Игорь Граурс занимает на AMOPLANT должность директора по внешним связям. Прежде он был управляющим внешними связями в Рижской думе, работал в посольстве Латвии в Москве. Сам завод с Москвой связан очень тесно. Столичному правительству принадлежит 92,6 процента его акций. Лужков собирался делать здесь зиловские «бычки», но с американским двигателем. Кажется, перерезанная им ленточка при открытии предприятия была последней на посту мэра. Поэтому на «Амопланте» до последнего времени собирали автобусы по договору с голландцами, а что будет дальше, непонятно – Собянин пока не определился. Возможно, судьба автозавода, взявшего себе в союзники знаменитую марку «АМО», незавидна.

Манящий Запад

– Да, мы отстроили неплохие гостиницы, развлекательные площадки, неплохие торговые площадки, но это не то, что мы хотели бы видеть. Не очень-то европейцы помогают нам развивать промышленность, – рассуждает вице-спикер Сейма Андрей Клементьев. – Мы теряем самых талантливых, самых перспективных молодых людей, которые, воспользовавшись открытием рынков труда, уехали за пределы Латвии. Вообще, по большому счету пятая часть страны уехала. Поэтому у нас падает рождаемость, у нас закрываются больницы, школы и так далее.

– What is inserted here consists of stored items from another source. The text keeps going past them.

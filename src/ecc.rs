//! Hamming error correction with a narrated trace.
//!
//! The pipeline is
//! [`convert`](crate::convert::convert) → [`encode`] → optional
//! [`inject_random`] / [`inject_at`] → [`decode`]. Every stage is a pure
//! function of its inputs (random injection aside) and owns the buffers it
//! works on, so the stages can be called from any thread without coordination.
//!
//! # Examples
//!
//! ```rust
//! use hamming_sim::bits::BitString;
//! use hamming_sim::ecc::{decode, encode, inject_at};
//!
//! let data: BitString = "1011".parse().unwrap();
//! let encoding = encode(&data);
//! assert_eq!(encoding.codeword.to_string(), "0110011");
//!
//! let damaged = inject_at(&encoding.codeword, 3).unwrap();
//! let decoding = decode(&damaged.codeword);
//! assert_eq!(decoding.syndrome, 4);
//! assert_eq!(decoding.corrected_codeword, encoding.codeword);
//! assert_eq!(decoding.data_bits, data);
//! ```

use crate::bits::symbol;

pub mod decoder;
pub mod encoder;
pub mod hamming;
pub mod injector;

pub use decoder::{decode, decode_str, Correction, Decoding};
pub use encoder::{encode, Encoding};
pub use hamming::{HammingCode, Sizing, SizingCandidate};
pub use injector::{inject_at, inject_random, inject_random_with, Injection};

/// One parity bit's covering set and its even-parity XOR.
///
/// On encode `parity` is the value written into the parity slot. On decode it
/// is the recomputed check: `false` passes, `true` fails.
#[derive(Debug, Clone, PartialEq, Eq)]
pub struct ParityRecord {
    /// 1-based parity position (a power of two)
    pub position: usize,
    /// Ascending 1-based positions `i` with `i & position == position`
    pub covered: Vec<usize>,
    /// Bit values read at `covered`, in the same order
    pub bit_values: Vec<bool>,
    pub parity: bool,
}

impl ParityRecord {
    /// XORs `bit_at(i)` over every position `i` covered by parity `position`.
    pub(crate) fn compute(
        hamming: &HammingCode,
        position: usize,
        bit_at: impl Fn(usize) -> bool,
    ) -> Self {
        let covered = hamming.covered_positions(position);
        let bit_values: Vec<bool> = covered.iter().map(|&i| bit_at(i)).collect();
        let parity = bit_values.iter().fold(false, |acc, &bit| acc ^ bit);
        Self {
            position,
            covered,
            bit_values,
            parity,
        }
    }

    /// On decode, whether the check held.
    pub fn passed(&self) -> bool {
        !self.parity
    }

    pub(crate) fn formula(&self) -> String {
        let operands = self
            .covered
            .iter()
            .map(|i| format!("bit_{{{i}}}"))
            .collect::<Vec<_>>()
            .join(" ⊕ ");
        format!("P_{{{}}} = {}", self.position, operands)
    }

    pub(crate) fn value_list(&self) -> String {
        self.bit_values
            .iter()
            .map(|&bit| symbol(bit).to_string())
            .collect::<Vec<_>>()
            .join(", ")
    }
}
mod timer;

pub use timer::{Clock, Countdown};
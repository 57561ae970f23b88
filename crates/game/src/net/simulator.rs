use std::io;

use rand::SeedableRng;
use rand_chacha::ChaCha8Rng;

use super::stats::{NetworkStats, PacketLossSimulation};
use super::transport::Transport;

/// Wraps a transport and randomly discards outbound datagrams, for
/// exercising tag retransmission on a healthy network.
#[derive(Debug)]
pub struct LossyTransport<T> {
    inner: T,
    sim: PacketLossSimulation,
    rng: ChaCha8Rng,
    stats: NetworkStats,
}

impl<T: Transport> LossyTransport<T> {
    pub fn new(inner: T, sim: PacketLossSimulation) -> Self {
        Self::with_rng(inner, sim, ChaCha8Rng::from_entropy())
    }

    pub fn with_rng(inner: T, sim: PacketLossSimulation, rng: ChaCha8Rng) -> Self {
        Self {
            inner,
            sim,
            rng,
            stats: NetworkStats::default(),
        }
    }

    pub fn stats(&self) -> &NetworkStats {
        &self.stats
    }
}

impl<T: Transport> Transport for LossyTransport<T> {
    fn send(&mut self, data: &[u8]) -> io::Result<usize> {
        if self.sim.should_drop(&mut self.rng) {
            self.stats.packets_dropped += 1;
            log::trace!("simulated loss of {} byte datagram", data.len());
            return Ok(data.len());
        }

        let bytes = self.inner.send(data)?;
        self.stats.packets_sent += 1;
        self.stats.bytes_sent += bytes as u64;
        Ok(bytes)
    }
}
use rand::Rng;

use super::cell::{Direction, Position};

const RANDOM_PROBES: usize = 64;

/// Immutable wall/open grid. Cells outside the grid count as walls.
#[derive(Debug, Clone, PartialEq, Eq)]
pub struct Maze {
    width: u16,
    height: u16,
    walls: Vec<bool>,
}

impl Maze {
    pub fn open(width: u16, height: u16) -> Self {
        Self {
            width,
            height,
            walls: vec![false; width as usize * height as usize],
        }
    }

    pub fn bordered(width: u16, height: u16) -> Self {
        let mut maze = Self::open(width, height);
        for x in 0..width {
            for y in 0..height {
                if x == 0 || y == 0 || x + 1 == width || y + 1 == height {
                    maze.set_wall(x, y);
                }
            }
        }
        maze
    }

    /// Builds a maze from text. `rows[x]` holds the cells of column `x`,
    /// indexed by `y`; `*` marks a wall, anything else is open.
    pub fn from_rows(rows: &[&str]) -> Self {
        let width = rows.len() as u16;
        let height = rows.iter().map(|r| r.chars().count()).max().unwrap_or(0) as u16;
        let mut maze = Self::open(width, height);
        for (x, row) in rows.iter().enumerate() {
            for (y, c) in row.chars().enumerate() {
                if c == '*' {
                    maze.set_wall(x as u16, y as u16);
                }
            }
        }
        maze
    }

    pub fn width(&self) -> u16 {
        self.width
    }

    pub fn height(&self) -> u16 {
        self.height
    }

    pub fn contains(&self, pos: Position) -> bool {
        pos.x < self.width && pos.y < self.height
    }

    pub fn is_wall(&self, pos: Position) -> bool {
        match self.index(pos) {
            Some(i) => self.walls[i],
            None => true,
        }
    }

    pub fn is_open(&self, pos: Position) -> bool {
        !self.is_wall(pos)
    }

    pub fn open_cells(&self) -> impl Iterator<Item = Position> + '_ {
        (0..self.width)
            .flat_map(move |x| (0..self.height).map(move |y| Position::new(x, y)))
            .filter(|pos| self.is_open(*pos))
    }

    /// Picks a random open cell for which `occupied` is false. Falls back to
    /// a full scan once random probing gives up, so a crowded maze still
    /// finds its last free cell.
    pub fn random_open_cell<R, F>(&self, rng: &mut R, occupied: F) -> Option<Position>
    where
        R: Rng + ?Sized,
        F: Fn(Position) -> bool,
    {
        if self.width == 0 || self.height == 0 {
            return None;
        }

        for _ in 0..RANDOM_PROBES {
            let pos = Position::new(
                rng.gen_range(0..self.width),
                rng.gen_range(0..self.height),
            );
            if self.is_open(pos) && !occupied(pos) {
                return Some(pos);
            }
        }

        let free: Vec<Position> = self.open_cells().filter(|pos| !occupied(*pos)).collect();
        if free.is_empty() {
            None
        } else {
            Some(free[rng.gen_range(0..free.len())])
        }
    }

    /// Heading that avoids staring at a wall from `pos`. The last open
    /// neighbour in north, south, east, west order wins.
    pub fn facing_open(&self, pos: Position) -> Direction {
        Direction::ALL
            .into_iter()
            .filter(|dir| self.is_open(pos.step(*dir)))
            .last()
            .unwrap_or_default()
    }

    fn set_wall(&mut self, x: u16, y: u16) {
        if let Some(i) = self.index(Position::new(x, y)) {
            self.walls[i] = true;
        }
    }

    fn index(&self, pos: Position) -> Option<usize> {
        if self.contains(pos) {
            Some(pos.x as usize * self.height as usize + pos.y as usize)
        } else {
            None
        }
    }
}

#[cfg(test)]
mod tests {
    use super::*;
    use rand::SeedableRng;
    use rand_chacha::ChaCha8Rng;

    #[test]
    fn out_of_range_is_wall() {
        let maze = Maze::open(4, 4);
        assert!(maze.is_open(Position::new(3, 3)));
        assert!(maze.is_wall(Position::new(4, 1)));
        assert!(maze.is_wall(Position::new(1, 4)));
    }

    #[test]
    fn rows_index_by_x_then_y() {
        let maze = Maze::from_rows(&["***", "* .", "***"]);
        assert_eq!(maze.width(), 3);
        assert_eq!(maze.height(), 3);
        assert!(maze.is_open(Position::new(1, 1)));
        assert!(maze.is_open(Position::new(1, 2)));
        assert!(maze.is_wall(Position::new(1, 0)));
    }

    #[test]
    fn bordered_has_walled_edges() {
        let maze = Maze::bordered(5, 5);
        assert!(maze.is_wall(Position::new(0, 2)));
        assert!(maze.is_wall(Position::new(4, 2)));
        assert!(maze.is_open(Position::new(2, 2)));
        assert_eq!(maze.open_cells().count(), 9);
    }

    #[test]
    fn random_cell_skips_occupied() {
        let maze = Maze::from_rows(&["****", "*..*", "****"]);
        let mut rng = ChaCha8Rng::seed_from_u64(7);
        let taken = Position::new(1, 1);

        for _ in 0..20 {
            let pos = maze.random_open_cell(&mut rng, |p| p == taken).unwrap();
            assert_eq!(pos, Position::new(1, 2));
        }

        assert!(
            maze.random_open_cell(&mut rng, |p| p.x == 1)
                .is_none()
        );
    }

    #[test]
    fn facing_open_avoids_walls() {
        let maze = Maze::from_rows(&["***", "*.*", "*.*", "***"]);
        assert_eq!(maze.facing_open(Position::new(1, 1)), Direction::North);
        assert_eq!(maze.facing_open(Position::new(2, 1)), Direction::South);
    }
}
mod queue;
mod types;

pub use queue::EventQueue;
pub use types::{LeaveReason, PeerEvent, Phase};
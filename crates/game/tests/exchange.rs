use std::time::{Duration, Instant};

use mazewar::{
    Direction, Guid, LeaveReason, Maze, Packet, PacketHeader, PacketType, PeerConfig, PeerEvent,
    Phase, Position, RatState, RecordingTransport, WorldState,
};
use rand::SeedableRng;
use rand_chacha::ChaCha8Rng;

struct Peer {
    world: WorldState,
    tx: RecordingTransport,
    guid: Guid,
}

impl Peer {
    fn new(name: &str, pos: Position, dir: Direction, seed: u64, now: Instant) -> Self {
        let tx = RecordingTransport::new();
        let mut world = WorldState::with_rng(
            Maze::open(8, 8),
            Box::new(tx.clone()),
            PeerConfig::default(),
            now,
            ChaCha8Rng::seed_from_u64(seed),
        );
        let guid = world.add_rat(pos, dir, name, now);
        world.set_local(guid).unwrap();
        Self { world, tx, guid }
    }

    /// Delivers everything this peer has sent to `other`.
    fn relay_to(&self, other: &mut Peer, now: Instant) {
        for data in self.tx.take() {
            other.world.receive_pkt(&data, now).unwrap();
        }
    }
}

#[test]
fn tag_round_trip_between_two_registries() {
    let start = Instant::now();
    let mut alice = Peer::new("alice", Position::new(1, 1), Direction::North, 1, start);
    let mut bob = Peer::new("bob", Position::new(3, 1), Direction::South, 2, start);

    alice.relay_to(&mut bob, start);
    bob.relay_to(&mut alice, start);
    assert_eq!(alice.world.name_of(bob.guid), Some("bob"));
    assert_eq!(bob.world.name_of(alice.guid), Some("alice"));

    let t = start + Duration::from_secs(5);
    alice.world.tick(t);
    bob.world.tick(t);

    bob.world.fire_missile(bob.guid, t).unwrap();
    bob.relay_to(&mut alice, t);
    let mirrored = alice.world.rat(bob.guid).unwrap().missile().unwrap();
    assert_eq!(mirrored.position(), Position::new(2, 1));

    // Bob's missile steps onto alice and the step is broadcast.
    let t = t + Duration::from_millis(500);
    bob.world.tick(t);
    bob.relay_to(&mut alice, t);
    alice.world.drain_events();
    alice.world.tick(t);

    assert_eq!(
        alice.world.drain_events(),
        vec![PeerEvent::Tagged { shooter: bob.guid }]
    );
    assert_eq!(alice.world.score_of(alice.guid), Some(-5));
    assert_eq!(alice.world.local_rat().unwrap().unacked_tags(), 1);

    alice.relay_to(&mut bob, t);
    assert_eq!(bob.world.score_of(bob.guid), Some(-1 + 11));
    assert!(bob.world.local_rat().unwrap().missile().is_none());
    assert!(
        bob.world
            .drain_events()
            .contains(&PeerEvent::TagConfirmed { victim: alice.guid })
    );

    bob.relay_to(&mut alice, t);
    assert_eq!(alice.world.local_rat().unwrap().unacked_tags(), 0);
    assert_eq!(alice.world.score_of(bob.guid), Some(10));
    assert!(alice.world.rat(bob.guid).unwrap().missile().is_none());
}

#[test]
fn missile_is_seen_on_every_cell_it_crosses() {
    let start = Instant::now();
    let mut alice = Peer::new("alice", Position::new(1, 1), Direction::North, 7, start);
    let mut bob = Peer::new("bob", Position::new(5, 1), Direction::South, 8, start);
    alice.relay_to(&mut bob, start);
    bob.relay_to(&mut alice, start);

    let step = Duration::from_millis(50);
    let mut t = start + Duration::from_secs(5);
    for _ in 0..2 {
        alice.world.tick(t);
        bob.world.tick(t);
        alice.relay_to(&mut bob, t);
        bob.relay_to(&mut alice, t);
        t += step;
    }
    alice.world.drain_events();

    bob.world.fire_missile(bob.guid, t).unwrap();
    bob.relay_to(&mut alice, t);

    let mut seen = Vec::new();
    let mut events = Vec::new();
    let end = t + Duration::from_secs(4);
    while t < end {
        t += step;
        bob.world.tick(t);
        bob.relay_to(&mut alice, t);
        if let Some(missile) = alice.world.rat(bob.guid).and_then(|rat| rat.missile()) {
            if seen.last() != Some(&missile.position()) {
                seen.push(missile.position());
            }
        }
        alice.world.tick(t);
        events.extend(alice.world.drain_events());
        alice.relay_to(&mut bob, t);
    }

    assert_eq!(
        seen,
        vec![
            Position::new(4, 1),
            Position::new(3, 1),
            Position::new(2, 1),
            Position::new(1, 1),
        ]
    );
    assert!(events.contains(&PeerEvent::Tagged { shooter: bob.guid }));
    assert_eq!(bob.world.score_of(bob.guid), Some(-1 + 11));
}

#[test]
fn lost_ack_means_tag_is_resent_and_never_double_credited() {
    let start = Instant::now();
    let interval = PeerConfig::default().tag_retransmit_interval;
    let mut alice = Peer::new("alice", Position::new(1, 1), Direction::North, 3, start);
    let mut bob = Peer::new("bob", Position::new(3, 1), Direction::South, 4, start);
    alice.relay_to(&mut bob, start);
    bob.relay_to(&mut alice, start);

    let t = start + Duration::from_secs(5);
    alice.world.tick(t);
    bob.world.tick(t);
    bob.world.fire_missile(bob.guid, t).unwrap();

    let t = t + interval;
    bob.world.tick(t);
    bob.relay_to(&mut alice, t);
    alice.world.tick(t);
    assert_eq!(alice.world.local_rat().unwrap().unacked_tags(), 1);

    // Every ACK bob sends is lost.
    let mut t = t;
    for _ in 0..3 {
        alice.relay_to(&mut bob, t);
        bob.tx.take();
        t += interval;
        alice.world.tick(t);
    }
    alice.relay_to(&mut bob, t);

    assert_eq!(bob.world.score_of(bob.guid), Some(-1 + 11));
    assert_eq!(bob.world.local_rat().unwrap().credited_tags(), 1);

    let replies = bob.tx.take();
    let acks = replies
        .iter()
        .filter_map(|data| Packet::decode(data).ok())
        .filter(|p| matches!(p.payload, PacketType::Ack { guid, .. } if guid == alice.guid))
        .count();
    assert_eq!(acks, 1);

    for data in replies {
        alice.world.receive_pkt(&data, t).unwrap();
    }
    t += interval;
    alice.tx.take();
    alice.world.tick(t);
    assert_eq!(alice.world.local_rat().unwrap().unacked_tags(), 0);
    assert!(
        alice
            .tx
            .take_packets()
            .iter()
            .all(|p| !matches!(p.payload, PacketType::Tagged { .. }))
    );
}

#[test]
fn silent_peer_is_evicted_and_its_slot_reused() {
    let start = Instant::now();
    let mut alice = Peer::new("alice", Position::new(1, 1), Direction::North, 5, start);
    let bob = Peer::new("bob", Position::new(3, 1), Direction::South, 6, start);
    bob.relay_to(&mut alice, start);
    assert_eq!(alice.world.rat(bob.guid).unwrap().index(), 1);
    alice.world.drain_events();

    alice.world.tick(start + Duration::from_secs(10));
    assert!(alice.world.rat(bob.guid).is_none());
    assert_eq!(
        alice.world.drain_events(),
        vec![
            PeerEvent::PhaseChanged {
                phase: Phase::Active
            },
            PeerEvent::RatLeft {
                guid: bob.guid,
                index: 1,
                reason: LeaveReason::Timeout
            }
        ]
    );

    let carol = Guid(0xca501);
    let state = Packet::new(
        PacketHeader::new(carol, 0),
        PacketType::State(RatState {
            position: Position::new(5, 5),
            direction: Direction::East,
            missile: None,
            score: 3,
            crt: 0,
        }),
    );
    alice
        .world
        .receive_pkt(&state.encode(), start + Duration::from_secs(11))
        .unwrap();

    assert_eq!(alice.world.rat(carol).unwrap().index(), 1);
    assert_eq!(alice.world.score_of(carol), Some(3));
    assert_eq!(alice.world.rat_count(), 2);
}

– Последняя перепись, прошлого года, показывает, что население Латвии за 10 лет уменьшилось на 300 с чем-то тысяч человек, сейчас оно составляет 1,9 млн, – приводит официальные цифры Игорь Граурс. – Но я думаю, что уехало гораздо больше. При переписи необязательно было личное присутствие. Молодежи очень много уезжает. Половина класса, половина курса. Знаю по знакомым, по однокашникам сына.

– Это так, – вступает в заочный спор Арта Нордмане. – Но это их выбор. Я наблюдаю за своей мамой, выросшей во времена Советского Союза, как ей трудно сейчас. Она продолжает думать, что за нее кто-то что-то решит, сделает. А мои дети – они уже совершенно другие. Они свободные. И все решения принимают сами.

А через день мне позвонила по скайпу Наташа:

– Так как я являюсь представителем молодого поколения, то мне трудно сравнить то, что было 20 лет назад, и сейчас. Мне кажется, этот вопрос для старшего поколения. Однако я могу сказать однозначно – мир стал более открытым. Это связано, например, не только с таким событием, как вступление в ЕС, но и в общем. Наше латвийское общество стало более активным, более интегрированным и прогрессивным. У людей стало широким мышление. Границы постепенно стираются. Языковые барьеры тоже. Появляется потихонечку та самая желанная лояльность к двуязычию в Латвии. Это один и два. И третье – человек может поехать смотреть, как люди живут в других странах. Что раньше было менее доступным и даже невообразимым. Это не только обычные путешествия, но и практика, работа, обучение за рубежом. Хочется надеяться на то, что это лишь временная миграция и что люди, уехавшие за рубеж, вернутся и будут продвигать нашу страну… Сейчас волна миграции в Латвии просто невероятная.

Она и сама могла бы уехать в Бельгию, где провела полгода по обмену, и там работать, приглашали. Но она не хочет.

– Я просто не понимаю, зачем это нужно – уезжать из Латвии, – говорит Наташа.